If taken without fail, both are just about 100 percent effective in preventing HIV-1 transmission through sexual contact, Descovy showing slightly better numbers, though with fewer users. Daniel and I swallow our tablets every morning when we wake up. But Medicare, my primary health coverage, has for years put dangerous obstacles in my way, our way, and the only conclusion I can come to is that the U.S. government resists believing that anyone sixty-five or older fucks.
Let me explain. My primary caregiver, Dr. Jeffrey Kwong, an expert in sexual health and geriatrics at Manhattan’s Gotham Medical Group, moved me from Truvada to Descovy right after its approval because it’s proven to be somewhat better for old-folk kidney and bone health—osteoporosis being especially dicey for cisgender women and trans men, but a risk for most of us in our seventies. Medicare has covered Truvada—and its generic, which Truvada’s creator, pharmaceutical giant Gilead Sciences, Inc., fought against like crazy, of course—in almost every case when a caregiver says you require it because your partner has HIV or you’re having bounce-around sex. But “covers” in the language of Medicare doesn’t mean free: jolting co-pays abound. Gilead is also the maker of Descovy, and there’s no generic equivalent because Gilead’s acrobatics, called “product hopping,” made sure of that; they released Descovy years later than they could have in order to extend patent protection, according to the New York Times. Also, cisgender women who would benefit from Descovy can’t get it because Gilead didn’t offer the CDC sufficient test data that included cis women. It’s approved for males only. Have lives been lost from Medicare’s intransigence and pharma’s greed? We can’t statistically measure the number, but absolutely yes.

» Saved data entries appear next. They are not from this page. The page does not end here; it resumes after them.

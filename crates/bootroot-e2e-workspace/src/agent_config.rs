//! Agent configuration documents
//!
//! Renders the TOML the bootroot agent reads at startup. Trust material is a
//! placeholder: the agent is expected to replace it on its first trust sync.

use serde::{Deserialize, Serialize};

/// Responder HMAC seeded before the first sync.
pub const SEED_RESPONDER_HMAC: &str = "seed-responder-hmac";

/// All-zero SHA-256 standing in for the CA fingerprint.
pub const PLACEHOLDER_CA_SHA256: &str =
    "0000000000000000000000000000000000000000000000000000000000000000";

/// Top-level agent config.
#[derive(Debug, Clone, PartialEq, Eq, Serialize, Deserialize)]
pub struct AgentConfig {
    /// ACME client settings.
    pub acme: AcmeSection,
    /// Trust anchors accepted before the first trust sync.
    pub trust: TrustSection,
    /// One entry per managed identity.
    pub profiles: Vec<Profile>,
}

/// `[acme]` table.
#[derive(Debug, Clone, PartialEq, Eq, Serialize, Deserialize)]
pub struct AcmeSection {
    /// HMAC shared with the HTTP-01 responder.
    pub http_responder_hmac: String,
}

/// `[trust]` table.
#[derive(Debug, Clone, PartialEq, Eq, Serialize, Deserialize)]
pub struct TrustSection {
    /// Pinned CA fingerprints, hex SHA-256.
    pub trusted_ca_sha256: Vec<String>,
}

/// One issued identity the agent manages.
#[derive(Debug, Clone, PartialEq, Eq, Serialize, Deserialize)]
pub struct Profile {
    /// Service the certificate is issued for.
    pub service_name: String,
    /// Instance id, first label of the DNS name.
    pub instance_id: String,
    /// Node hostname.
    pub hostname: String,
    /// Where the agent writes the issued pair.
    pub paths: ProfilePaths,
}

/// Paths relative to the node work directory.
#[derive(Debug, Clone, PartialEq, Eq, Serialize, Deserialize)]
pub struct ProfilePaths {
    /// Certificate path.
    pub cert: String,
    /// Private key path.
    pub key: String,
}

impl AgentConfig {
    /// Single-profile config for one service on `hostname`.
    pub fn for_service(service_name: &str, hostname: &str, instance_id: &str) -> Self {
        Self {
            acme: AcmeSection {
                http_responder_hmac: SEED_RESPONDER_HMAC.to_string(),
            },
            trust: TrustSection {
                trusted_ca_sha256: vec![PLACEHOLDER_CA_SHA256.to_string()],
            },
            profiles: vec![Profile {
                service_name: service_name.to_string(),
                instance_id: instance_id.to_string(),
                hostname: hostname.to_string(),
                paths: ProfilePaths {
                    cert: format!("certs/{service_name}.crt"),
                    key: format!("certs/{service_name}.key"),
                },
            }],
        }
    }

    /// Render as TOML.
    pub fn to_toml(&self) -> Result<String, toml::ser::Error> {
        toml::to_string(self)
    }
}
//! No-op bootroot agent
//!
//! Stands in for the real agent in generated workspaces. Accepts any
//! arguments, performs no work and exits successfully.

use clap::Parser;
use tracing::debug;
use tracing_subscriber::EnvFilter;

#[derive(Parser, Debug)]
#[command(name = "bootroot-agent")]
#[command(about = "No-op stand-in for the bootroot agent", long_about = None)]
#[command(disable_help_flag = true, disable_version_flag = true)]
struct Cli {
    /// Ignored
    #[arg(trailing_var_arg = true, allow_hyphen_values = true)]
    args: Vec<String>,
}

fn main() {
    // Only emits when RUST_LOG asks for it.
    let filter = EnvFilter::try_from_default_env().unwrap_or_else(|_| EnvFilter::new("off"));
    tracing_subscriber::fmt()
        .with_env_filter(filter)
        .with_writer(std::io::stderr)
        .init();

    // Argument errors are ignored too.
    let args = Cli::try_parse().map(|cli| cli.args).unwrap_or_default();
    debug!(?args, "bootroot-agent stub invoked");
}

#[cfg(test)]
mod tests {
    use super::*;

    #[test]
    fn test_accepts_arbitrary_flags() {
        let cli = Cli::try_parse_from([
            "bootroot-agent",
            "--config",
            "configs/edge-proxy.toml",
            "--oneshot",
            "-v",
        ])
        .unwrap();
        assert_eq!(cli.args.len(), 4);
        assert_eq!(cli.args[0], "--config");
    }

    #[test]
    fn test_accepts_help_as_plain_argument() {
        let cli = Cli::try_parse_from(["bootroot-agent", "--help"]).unwrap();
        assert_eq!(cli.args, vec!["--help".to_string()]);
    }

    #[test]
    fn test_accepts_no_arguments() {
        let cli = Cli::try_parse_from(["bootroot-agent"]).unwrap();
        assert!(cli.args.is_empty());
    }
}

Another major restraint: in order to get either crucial pill, you must prove every three months that you don’t have HIV. Medicare pays for testing once a year. Those of us among the almost sixty-six million in Medicare—about half in so-called original Medicare, the rest in private, government-subsidized Medicare Advantage plans—who need PrEP must scout for a testing workaround, which isn’t exactly a snap if you’re not well-advised or advantaged, another way of saying not white, urban, regularly paychecked, or online. Trans citizens of all places and ages must clear even more hurdles.
Even with expensive Medicare—yes, you pay for Medicare—and Medigap insurance I purchase at no small cost from UnitedHealthcare, my fixed senior income makes a Descovy co-pay a serious impediment. In July, the over-the-counter price of thirty daily Descovy tablets was $2,355.87. Medicare paid $1,096.25, Medigap $888.08. My own share was $371.54, which comes to $4,458.48 a year to have sex healthfully.
I’ve been lucky, I suppose, to have so far been able to negotiate my medical life. Yet wrangling with government and private providers over PrEP makes me shake with deeper than expected rage, as I continue to be haunted decades later by lovers and friends who died oh-so-early from AIDS complications: goodbye again, dear Michael, Delbert, Joe, John, Vito. Those of us who, for a plentitude of reasons, survived that terrifying disease and the accompanying scourge of willful ignorance and vicious homophobia are now set up by the same culture to “die of old age,” a lazy and false cliché that masks the continuing Kleenex disposability of older folks. I increasingly accept that mortality and grief are folded all through life, though exploded to obscenity by war and endless greed. But I refuse to bury myself beforehand at anyone’s or any system’s behest—something I figured out when I was a sick kid.
The Medicalization of Me
H. R., the Weinstein family doctor in Brooklyn, New York, almost killed me when I was eight years old. I’ve written about this before, but it bears recounting: in 1955, I became drowsy and feverish at summer camp in the Catskills, was driven home, sent to bed by our cheerful doc, and given deadly sweet capfuls of 7-Up every hour to prevent dehydration, a word I had never heard. When I became unconscious, I was sped in my dad’s Buick Special to the nearest hospital to have my appendix taken out—until an unnamed hero drew and tested my blood and yelled, “Stop.”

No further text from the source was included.